「音楽に順位をつける」という誤謬
高校生の息子の「合唱コンクール」を見に行った。
毎年楽しみにしているイベント。
若者の合唱、涙なしには聴けない。
どのクラスも素晴らしかった。
ご指導、そしてイベントを開催してくださった学校には感謝ばかり。
しかし、音楽家として、どうしてもひとこと言いたくてブログ書いてる。
それは、最後に音楽の先生を中心とした「審査員」が「順位」を決めるのがとても嫌で。
生徒たちも、それを受け入れて、スポーツの勝敗のように盛り上がったり、「モチベーション」にしている。
でも、私が思うに、音楽教育の誤謬がここから始まっている。
一位になることへの「モチベーション」なんて、音楽の本質とかけはなれている。
本当は音楽に優劣なんてつけられない。
音楽とは、どれだけ、音とリズムとハーモニーのもつ物語を表現できるか、そしてそれを聞く人に届けれるか、という営み。
だから、聞く人がどう感じたっていいし、優劣なんてつける暇がないぐらい、永遠に続く旅なのに。
小中高の多感な時期に、「楽器オーデシション」とか「コンクール」とか薄っぺらいあおりで、間違った「モチベーション」に訴える教育してるのは間違ってる。
ここから始まって、長じても、「結局誰がうまいの?」「この人ってうまいの?」みたいに、「コンクール1位」などのラベルを拠り所にしてたりする。
コンクールなんてやると、順位をつけるには理由がいるので、減点方式で、ダメなところを指摘しまくり大会になっちゃう。
なんだか「ダメなところを指摘できる人が偉い」みたいな風潮もおかしい。
そりゃあ、ありますよ。
「ここはちょっとこうしたら良くなる」的な技術的なアドヴァイス。でも、そういうのって、あくまでも本人が求めたときに、そっと教えてあげるレッスンなんです。
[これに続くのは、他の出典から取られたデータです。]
// src/domain/adoption/lifecycle.rs
//
// Adoption request lifecycle and the animal status it implies.
//
// Every transition on a request has a paired write on its animal. The
// animal's status is a function of the statuses of its remaining requests,
// evaluated after the transition.

use serde::{Deserialize, Serialize};

use super::entity::RequestStatus;
use crate::domain::animal::AnimalStatus;
use crate::domain::{DomainError, DomainResult};

/// Transitions an adoption request can go through
#[derive(Debug, Clone, Copy, PartialEq, Eq, Serialize, Deserialize)]
#[serde(rename_all = "snake_case")]
pub enum LifecycleAction {
    Submit,
    Accept,
    Decline,
    Withdraw,
}

impl LifecycleAction {
    pub fn from_decision(accepted: bool) -> Self {
        if accepted {
            LifecycleAction::Accept
        } else {
            LifecycleAction::Decline
        }
    }

    /// Request status after the action, `None` once the request is removed
    ///
    /// `current` is `None` for a request that does not exist yet. Only a
    /// Pending request can be decided.
    pub fn apply(self, current: Option<RequestStatus>) -> DomainResult<Option<RequestStatus>> {
        match (self, current) {
            (LifecycleAction::Submit, None) => Ok(Some(RequestStatus::Pending)),
            (LifecycleAction::Accept, Some(RequestStatus::Pending)) => {
                Ok(Some(RequestStatus::Accepted))
            }
            (LifecycleAction::Decline, Some(RequestStatus::Pending)) => {
                Ok(Some(RequestStatus::Declined))
            }
            (LifecycleAction::Withdraw, Some(_)) => Ok(None),
            (action, Some(status)) => Err(DomainError::InvalidStateTransition(format!(
                "{:?} is not allowed on a request that is already {}",
                action, status
            ))),
            (action, None) => Err(DomainError::InvalidStateTransition(format!(
                "{:?} needs an existing request",
                action
            ))),
        }
    }
}

/// The animal status implied by the statuses of all its requests
///
/// Accepted wins over Pending; with neither the animal is Available.
pub fn derive_animal_status(statuses: &[RequestStatus]) -> AnimalStatus {
    if statuses.contains(&RequestStatus::Accepted) {
        AnimalStatus::Adopted
    } else if statuses.contains(&RequestStatus::Pending) {
        AnimalStatus::PendingAdoption
    } else {
        AnimalStatus::Available
    }
}

#[cfg(test)]
mod tests {
    use super::*;

    const ALL_ACTIONS: [LifecycleAction; 4] = [
        LifecycleAction::Submit,
        LifecycleAction::Accept,
        LifecycleAction::Decline,
        LifecycleAction::Withdraw,
    ];

    #[test]
    fn test_no_requests_means_available() {
        assert_eq!(derive_animal_status(&[]), AnimalStatus::Available);
    }

    #[test]
    fn test_transition_table() {
        let sole_request_outcome = |action: LifecycleAction, current| {
            let remaining: Vec<RequestStatus> =
                action.apply(current).unwrap().into_iter().collect();
            derive_animal_status(&remaining)
        };

        assert_eq!(
            sole_request_outcome(LifecycleAction::Submit, None),
            AnimalStatus::PendingAdoption
        );
        let pending = Some(RequestStatus::Pending);
        assert_eq!(sole_request_outcome(LifecycleAction::Accept, pending), AnimalStatus::Adopted);
        assert_eq!(sole_request_outcome(LifecycleAction::Decline, pending), AnimalStatus::Available);
        for current in [RequestStatus::Pending, RequestStatus::Accepted, RequestStatus::Declined] {
            assert_eq!(
                sole_request_outcome(LifecycleAction::Withdraw, Some(current)),
                AnimalStatus::Available
            );
        }
    }

    #[test]
    fn test_decided_request_cannot_be_decided_again() {
        for action in [LifecycleAction::Accept, LifecycleAction::Decline] {
            for current in [RequestStatus::Accepted, RequestStatus::Declined] {
                assert!(matches!(
                    action.apply(Some(current)),
                    Err(DomainError::InvalidStateTransition(_))
                ));
            }
        }
    }

    #[test]
    fn test_actions_need_the_right_starting_point() {
        assert!(LifecycleAction::Submit.apply(Some(RequestStatus::Pending)).is_err());
        for action in ALL_ACTIONS.into_iter().filter(|a| *a != LifecycleAction::Submit) {
            assert!(action.apply(None).is_err(), "{:?} without a request", action);
        }
    }

    #[test]
    fn test_accepted_wins_over_pending() {
        let statuses = [RequestStatus::Pending, RequestStatus::Accepted];
        assert_eq!(derive_animal_status(&statuses), AnimalStatus::Adopted);
    }

    #[test]
    fn test_pending_outlives_a_declined_sibling() {
        let statuses = [RequestStatus::Declined, RequestStatus::Pending];
        assert_eq!(derive_animal_status(&statuses), AnimalStatus::PendingAdoption);
    }

    #[test]
    fn test_only_declined_means_available() {
        let statuses = [RequestStatus::Declined, RequestStatus::Declined];
        assert_eq!(derive_animal_status(&statuses), AnimalStatus::Available);
    }

    #[test]
    fn test_from_decision() {
        assert_eq!(LifecycleAction::from_decision(true), LifecycleAction::Accept);
        assert_eq!(LifecycleAction::from_decision(false), LifecycleAction::Decline);
    }
}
それを大上段に立って「批判」みたいな形や、上位にいけなかった理由みたいに語ったり、だから演奏自体がダメだった、という風な印象を与えるのは、間違ってます。
(あ、息子の高校はそこまで露骨にそういうことをしていたわけではありません。私の被害妄想が入っちゃってると思う。)
音楽って、そもそも、舞台に立って、演奏してくれてるだけでありがたいもの。
音楽を人に向かって奏でることはすごく勇気がいることで、そこに至るまでに、たくさん練習して、勉強して、音楽愛があって、しかも、自分のダメなところはいやというほど本人がわかっている。
それなのに、その上、聞かせてもらった人が、上から批判する??
よかったところをほめて、感謝を述べるしかないのに。
こういうことしてたら本当の音楽家は育たない。
だから、「コンクール」とかやめて、「フェスティバル」とかにすればいいのに。
そして、ほめまくり大会。感動を語りまくる大会。
「人に喜ばれたい」の方がずっと健全なモチベーションだし、音楽の本質にかなってる。